Düsseldorf · Der nordrhein-westfälische Arbeitsminister fordert Kunden in einer Aktuellen Stunde im Landtag auf, weniger im Internet zu bestellen. Ansonsten könnten im stationären Handel Jobs verloren gehen und gut bezahlte Arbeit durch prekäre Beschäftigung ersetzt werden.

NRW-Arbeitsminister Karl-Josef Laumann (CDU) will eine Bundesratsinitiative voranbringen, um die Flucht von Arbeitgebern aus Tarifverträgen zu stoppen. „Wir müssen dieses Thema parteiübergreifend besprechen“, sagte Laumann in einer Aktuellen Stunde im Landtag. Nach seinem Willen soll es etwa künftig transparent werden, wenn sich  Verbände gegen Tarifverträge wehrten. „Tarifverträge gehören zur DNA unserer Marktwirtschaft“, so Laumann. Es sei nicht in Ordnung, wenn Konzerne nur die schönen Seiten der Marktwirtschaft  nutzen wollten.

Im Jahr 2000 waren in NRW noch 56 Prozent der Betriebe tarifgebunden und 74 Prozent der Beschäftigten. Heute sind es nur noch 32 Prozent beziehungsweise 60 Prozent.

„Tarifverträge sind oft die einzige Möglichkeit, um ein Abrutschen der Beschäftigten in den Mindestlohn zu verhindern“, betonte der Minister. In vielen Branchen gelinge es den Gewerkschaften aber nicht mehr, mit den Arbeitgebern Tarifverträge abzuschließen. Als Beispiel nannte Laumann den Handel. Auf dieser Branche laste auch deshalb so großer Druck, weil die Internetkonkurrenz den Einzelhändlern so stark zusetze. „Und warum kann der Versandhandel so billig sein? Weil es ein Heer von prekär Beschäftigten gibt“, sagte Laumann mit Blick etwa auf Paketboten und Lagerarbeiter.
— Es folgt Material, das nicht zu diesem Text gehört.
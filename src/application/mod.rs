//! Application layer: the dispatcher, hunters, worker pool and the
//! caller-facing pipeline.

/// Caller-facing pipeline facade.
pub mod pipeline;
/// Scheduling services.
pub mod services;

pub use pipeline::{BuildError, Pipeline, PipelineBuilder};
pub use services::{DispatchEvent, DispatcherConfig, DispatcherHandle, Stats, StatsSnapshot};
Hier sei jeder Kunde gefordert, auch in Pandemiezeiten lieber beim Händler um die Ecke zu bestellen.

Laumann tadelte zugleich die Weigerung der Geschäftsführung der TSP, einer Tochter der einst landeseigenen Immobiliengesellschaft LEG, zum Abschluss eines Tarifvertrages. Das Ministerium versuche sich zwar einzuschalten, könne aber aufgrund der geltenden Tarifautonomie nichts bewirken, solange die Geschäftsführung nicht einlenke.
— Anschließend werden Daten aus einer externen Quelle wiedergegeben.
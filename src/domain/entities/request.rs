//! Immutable description of what to load and how to transform it.

use std::fmt::Write as _;
use std::sync::Arc;

use super::action::Tag;
use super::image_key::ImageKey;
use super::policy::{MemoryPolicy, NetworkPolicy};
use super::priority::Priority;
use crate::domain::errors::RequestError;
use crate::domain::ports::Transformation;

const KEY_SEPARATOR: char = '\n';
const KEY_PADDING: usize = 50;
const RESOURCE_KEY_PREFIX: &str = "res:";

/// Identity of the underlying resource.
#[derive(Debug, Clone, PartialEq, Eq, Hash)]
pub enum ResourceId {
    /// A URI such as `https://...` or `file:///...`.
    Uri(String),
    /// A numeric resource bundled with the application.
    Resource(u32),
}

impl ResourceId {
    /// Returns the URI if this resource is addressed by one.
    #[must_use]
    pub fn uri(&self) -> Option<&str> {
        match self {
            Self::Uri(uri) => Some(uri),
            Self::Resource(_) => None,
        }
    }

    /// Identity used in cache keys. Bundled resources carry a prefix so
    /// `42` and the URI `"42"` stay apart.
    fn key_identity(&self) -> String {
        match self {
            Self::Uri(uri) => uri.clone(),
            Self::Resource(id) => format!("{RESOURCE_KEY_PREFIX}{id}"),
        }
    }
}

impl std::fmt::Display for ResourceId {
    fn fmt(&self, f: &mut std::fmt::Formatter<'_>) -> std::fmt::Result {
        match self {
            Self::Uri(uri) => write!(f, "{uri}"),
            Self::Resource(id) => write!(f, "{id}"),
        }
    }
}

/// Anchor used when center-cropping.
#[derive(Debug, Clone, Copy, Default, PartialEq, Eq, Hash, clap::ValueEnum)]
pub enum Gravity {
    /// Keep the middle of the image.
    #[default]
    Center,
    /// Keep the top edge.
    Top,
    /// Keep the bottom edge.
    Bottom,
    /// Keep the leading edge.
    Start,
    /// Keep the trailing edge.
    End,
}

impl Gravity {
    /// Stable numeric code used in cache keys.
    #[must_use]
    pub const fn code(self) -> u32 {
        match self {
            Self::Center => 17,
            Self::Top => 48,
            Self::Bottom => 80,
            Self::Start => 0x0080_0003,
            Self::End => 0x0080_0005,
        }
    }
}

/// How the decoded image is fitted into the target size.
#[derive(Debug, Clone, Copy, Default, PartialEq, Eq, Hash)]
pub enum CropMode {
    /// Scale to the exact target size.
    #[default]
    None,
    /// Scale to fill the target and crop the overflow.
    CenterCrop(Gravity),
    /// Scale to fit inside the target.
    CenterInside,
}

/// Rotation applied to the decoded image.
#[derive(Debug, Clone, Copy, PartialEq)]
pub struct Rotation {
    /// Clockwise degrees.
    pub degrees: f32,
    /// Optional pivot point.
    pub pivot: Option<(f32, f32)>,
}

/// An immutable image request.
#[derive(Clone, Default)]
pub struct Request {
    /// The resource to load.
    pub resource: Option<ResourceId>,
    /// Explicit cache identity overriding the resource for keying.
    pub stable_key: Option<String>,
    /// Target width, 0 when unset.
    pub target_width: u32,
    /// Target height, 0 when unset.
    pub target_height: u32,
    /// Fit mode.
    pub crop: CropMode,
    /// Never scale up.
    pub only_scale_down: bool,
    /// Rotation, if any.
    pub rotation: Option<Rotation>,
    /// Custom transformations in application order.
    pub transformations: Vec<Arc<dyn Transformation>>,
    /// Scheduling priority.
    pub priority: Priority,
    /// Grouping tag, defaults to the target.
    pub tag: Option<Tag>,
    /// Memory cache policy.
    pub memory_policy: MemoryPolicy,
    /// Network policy.
    pub network_policy: NetworkPolicy,
}

impl std::fmt::Debug for Request {
    fn fmt(&self, f: &mut std::fmt::Formatter<'_>) -> std::fmt::Result {
        let transformations: Vec<String> = self.transformations.iter().map(|t| t.key()).collect();
        f.debug_struct("Request")
            .field("resource", &self.resource)
            .field("stable_key", &self.stable_key)
            .field("target_width", &self.target_width)
            .field("target_height", &self.target_height)
            .field("crop", &self.crop)
            .field("only_scale_down", &self.only_scale_down)
            .field("rotation", &self.rotation)
            .field("transformations", &transformations)
            .field("priority", &self.priority)
            .finish_non_exhaustive()
    }
}

impl Request {
    /// Starts building a request for a URI.
    #[must_use]
    pub fn uri(uri: impl Into<String>) -> RequestBuilder {
        RequestBuilder::new(ResourceId::Uri(uri.into()))
    }

    /// Starts building a request for a bundled resource.
    #[must_use]
    pub fn resource(id: u32) -> RequestBuilder {
        RequestBuilder::new(ResourceId::Resource(id))
    }

    /// Returns true if a target size is set.
    #[must_use]
    pub const fn has_size(&self) -> bool {
        self.target_width != 0 || self.target_height != 0
    }

    /// Returns true if geometric work is required.
    #[must_use]
    pub fn needs_matrix_transform(&self) -> bool {
        self.has_size() || self.rotation.is_some_and(|r| r.degrees != 0.0)
    }

    /// Returns true if custom transformations are attached.
    #[must_use]
    pub fn has_custom_transformations(&self) -> bool {
        !self.transformations.is_empty()
    }

    /// Returns true if any transform step is required.
    #[must_use]
    pub fn needs_transformation(&self) -> bool {
        self.needs_matrix_transform() || self.has_custom_transformations()
    }

    /// Short human-readable name used in logs.
    #[must_use]
    pub fn name(&self) -> String {
        match (&self.stable_key, &self.resource) {
            (Some(key), _) => key.clone(),
            (None, Some(resource)) => resource.to_string(),
            (None, None) => "<empty>".to_string(),
        }
    }

    /// Derives the cache key.
    ///
    /// The resource identity comes first, followed by one line per
    /// non-default modifier and one line per custom transformation.
    #[must_use]
    pub fn key(&self) -> ImageKey {
        let identity = match (&self.stable_key, &self.resource) {
            (Some(key), _) => key.clone(),
            (None, Some(resource)) => resource.key_identity(),
            (None, None) => String::new(),
        };

        let mut key = String::with_capacity(identity.len() + KEY_PADDING);
        key.push_str(&identity);
        key.push(KEY_SEPARATOR);

        if let Some(rotation) = self.rotation.filter(|r| r.degrees != 0.0) {
            let _ = write!(key, "rotation:{}", rotation.degrees);
            if let Some((x, y)) = rotation.pivot {
                let _ = write!(key, "@{x}x{y}");
            }
            key.push(KEY_SEPARATOR);
        }
        if self.has_size() {
            let _ = write!(key, "resize:{}x{}", self.target_width, self.target_height);
            key.push(KEY_SEPARATOR);
        }
        match self.crop {
            CropMode::CenterCrop(gravity) => {
                let _ = write!(key, "centerCrop:{}", gravity.code());
                key.push(KEY_SEPARATOR);
            }
            CropMode::CenterInside => {
                key.push_str("centerInside");
                key.push(KEY_SEPARATOR);
            }
            CropMode::None => {}
        }
        for transformation in &self.transformations {
            key.push_str(&transformation.key());
            key.push(KEY_SEPARATOR);
        }

        ImageKey::new(key)
    }
}

/// Builder for [`Request`].
#[derive(Debug, Clone)]
pub struct RequestBuilder {
    request: Request,
}

impl RequestBuilder {
    fn new(resource: ResourceId) -> Self {
        Self {
            request: Request {
                resource: Some(resource),
                ..Request::default()
            },
        }
    }

    /// Uses `key` as the cache identity instead of the resource.
    #[must_use]
    pub fn stable_key(mut self, key: impl Into<String>) -> Self {
        self.request.stable_key = Some(key.into());
        self
    }

    /// Resizes to `width` x `height`. A zero dimension keeps the aspect ratio.
    #[must_use]
    pub const fn resize(mut self, width: u32, height: u32) -> Self {
        self.request.target_width = width;
        self.request.target_height = height;
        self
    }

    /// Fills the target size and crops the overflow around `gravity`.
    #[must_use]
    pub const fn center_crop(mut self, gravity: Gravity) -> Self {
        self.request.crop = CropMode::CenterCrop(gravity);
        self
    }

    /// Fits the image inside the target size.
    #[must_use]
    pub const fn center_inside(mut self) -> Self {
        self.request.crop = CropMode::CenterInside;
        self
    }

    /// Only resize when the image is larger than the target.
    #[must_use]
    pub const fn only_scale_down(mut self) -> Self {
        self.request.only_scale_down = true;
        self
    }

    /// Rotates clockwise by `degrees`.
    #[must_use]
    pub const fn rotate(mut self, degrees: f32) -> Self {
        self.request.rotation = Some(Rotation {
            degrees,
            pivot: None,
        });
        self
    }

    /// Rotates clockwise by `degrees` around a pivot point.
    #[must_use]
    pub const fn rotate_about(mut self, degrees: f32, pivot_x: f32, pivot_y: f32) -> Self {
        self.request.rotation = Some(Rotation {
            degrees,
            pivot: Some((pivot_x, pivot_y)),
        });
        self
    }

    /// Appends a custom transformation.
    #[must_use]
    pub fn transform(mut self, transformation: Arc<dyn Transformation>) -> Self {
        self.request.transformations.push(transformation);
        self
    }

    /// Sets the scheduling priority.
    #[must_use]
    pub const fn priority(mut self, priority: Priority) -> Self {
        self.request.priority = priority;
        self
    }

    /// Groups the request under `tag`.
    #[must_use]
    pub fn tag(mut self, tag: Tag) -> Self {
        self.request.tag = Some(tag);
        self
    }

    /// Adds memory cache policy flags.
    #[must_use]
    pub fn memory_policy(mut self, policy: MemoryPolicy) -> Self {
        self.request.memory_policy |= policy;
        self
    }

    /// Adds network policy flags.
    #[must_use]
    pub fn network_policy(mut self, policy: NetworkPolicy) -> Self {
        self.request.network_policy |= policy;
        self
    }

    /// Validates and returns the request.
    ///
    /// # Errors
    /// Returns `RequestError` if the fit options are inconsistent.
    pub fn build(self) -> Result<Request, RequestError> {
        let request = self.request;
        match request.crop {
            CropMode::CenterCrop(_) if !request.has_size() => {
                return Err(RequestError::invalid(
                    "center crop requires a target width or height",
                ));
            }
            CropMode::CenterInside if !request.has_size() => {
                return Err(RequestError::invalid(
                    "center inside requires a target width or height",
                ));
            }
            _ => {}
        }
        if request.only_scale_down && !request.has_size() {
            return Err(RequestError::invalid(
                "only scale down requires a target width or height",
            ));
        }
        Ok(request)
    }
}

#[cfg(test)]
mod tests {
    use super::*;
    use image::DynamicImage;
    use test_case::test_case;

    struct Named(&'static str);

    impl Transformation for Named {
        fn key(&self) -> String {
            self.0.to_string()
        }

        fn transform(&self, source: DynamicImage) -> Option<DynamicImage> {
            Some(source)
        }
    }

    fn base() -> RequestBuilder {
        Request::uri("https://example.com/cat.png")
    }

    #[test]
    fn test_plain_key() {
        let request = base().build().unwrap();
        assert_eq!(request.key().as_str(), "https://example.com/cat.png\n");
    }

    #[test]
    fn test_full_key_order() {
        let request = base()
            .rotate_about(90.0, 5.0, 6.0)
            .resize(100, 50)
            .center_crop(Gravity::Top)
            .transform(Arc::new(Named("blur")))
            .transform(Arc::new(Named("round")))
            .build()
            .unwrap();

        assert_eq!(
            request.key().as_str(),
            "https://example.com/cat.png\nrotation:90@5x6\nresize:100x50\ncenterCrop:48\nblur\nround\n"
        );
    }

    #[test]
    fn test_stable_key_overrides_uri() {
        let request = base().stable_key("cat").build().unwrap();
        assert_eq!(request.key().as_str(), "cat\n");
    }

    #[test]
    fn test_resource_id_key() {
        let request = Request::resource(42).center_inside().resize(10, 0).build();
        assert_eq!(
            request.unwrap().key().as_str(),
            "res:42\nresize:10x0\ncenterInside\n"
        );
    }

    #[test]
    fn test_resource_id_and_uri_keys_differ() {
        let resource = Request::resource(42).build().unwrap();
        let uri = Request::uri("42").build().unwrap();
        assert_ne!(resource.key(), uri.key());
    }

    #[test]
    fn test_zero_rotation_is_default() {
        let rotated = base().rotate(0.0).build().unwrap();
        let plain = base().build().unwrap();
        assert_eq!(rotated.key(), plain.key());
    }

    #[test]
    fn test_equivalent_requests_share_key() {
        let a = base()
            .resize(10, 20)
            .center_crop(Gravity::Center)
            .priority(Priority::High)
            .build()
            .unwrap();
        let b = base()
            .center_crop(Gravity::Center)
            .resize(10, 20)
            .priority(Priority::Low)
            .memory_policy(MemoryPolicy::NO_STORE)
            .build()
            .unwrap();
        assert_eq!(a.key(), b.key());
    }

    #[test_case(base().rotate(90.0) ; "rotation")]
    #[test_case(base().rotate_about(90.0, 1.0, 1.0) ; "pivot")]
    #[test_case(base().resize(10, 10) ; "resize")]
    #[test_case(base().resize(10, 10).center_crop(Gravity::Center) ; "center_crop")]
    #[test_case(base().resize(10, 10).center_crop(Gravity::Bottom) ; "center_crop_gravity")]
    #[test_case(base().resize(10, 10).center_inside() ; "center_inside")]
    #[test_case(base().transform(Arc::new(Named("x"))) ; "custom")]
    #[test_case(base().stable_key("other") ; "stable_key")]
    fn test_modifier_changes_key(builder: RequestBuilder) {
        let plain = base().build().unwrap();
        let modified = builder.build().unwrap();
        assert_ne!(plain.key(), modified.key());
    }

    #[test]
    fn test_center_crop_requires_size() {
        let err = base().center_crop(Gravity::Center).build().unwrap_err();
        assert!(matches!(err, RequestError::InvalidRequest { .. }));
    }

    #[test]
    fn test_only_scale_down_requires_size() {
        assert!(base().only_scale_down().build().is_err());
        assert!(base().resize(5, 5).only_scale_down().build().is_ok());
    }

    #[test]
    fn test_needs_transformation() {
        assert!(!base().build().unwrap().needs_transformation());
        assert!(base().rotate(180.0).build().unwrap().needs_matrix_transform());
        let custom = base().transform(Arc::new(Named("x"))).build().unwrap();
        assert!(!custom.needs_matrix_transform());
        assert!(custom.needs_transformation());
    }
}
Die SPD-Abgeordnete Lisa Kapteinat sagte dazu: „Es ist unanständig, den Beschäftigten einen Tarifvertrag und damit regelmäßige Tariferhöhungen zu verweigern.“ Zumal sich die Geschäftsführung eine satte Einkommenserhöhung von über einer Million Euro genehmigt habe. „Von nur 900.000 Euro hätten stattdessen alle 404 Beschäftigten profitieren können.“ 

„Tarifverträge schaffen sozialen Frieden“, konstatierte auch der CDU-Abgeordnete Peter Preuß. Das gleichsam in der Verfassung verankerte Recht, sich nicht zu organisieren zu müssen, führe oft zu einer Tarifflucht. Wenn das System nicht funktioniere, müsse die Politik eingreifen, wie sie es etwa mit dem Mindestlohn getan habe: „Die Regelung des gesetzlichen Mindestlohns ist Folge der Schwäche der Gewerkschaften.“ Der Grünen-Abgeordnete Mehrdad Mostofizadeh hielt dem entgegen, der Staat könne durchaus mehr Einfluss nehmen, etwa indem er Dienstleistungen und Waren nur noch von solchen Firmen kaufe, die tariftreu seien. Der FDP-Abgeordnete Stefan Lenzen forderte hingegen weniger staatliche Einmischung und eine Aktien-Beteiligung der Beschäftigten.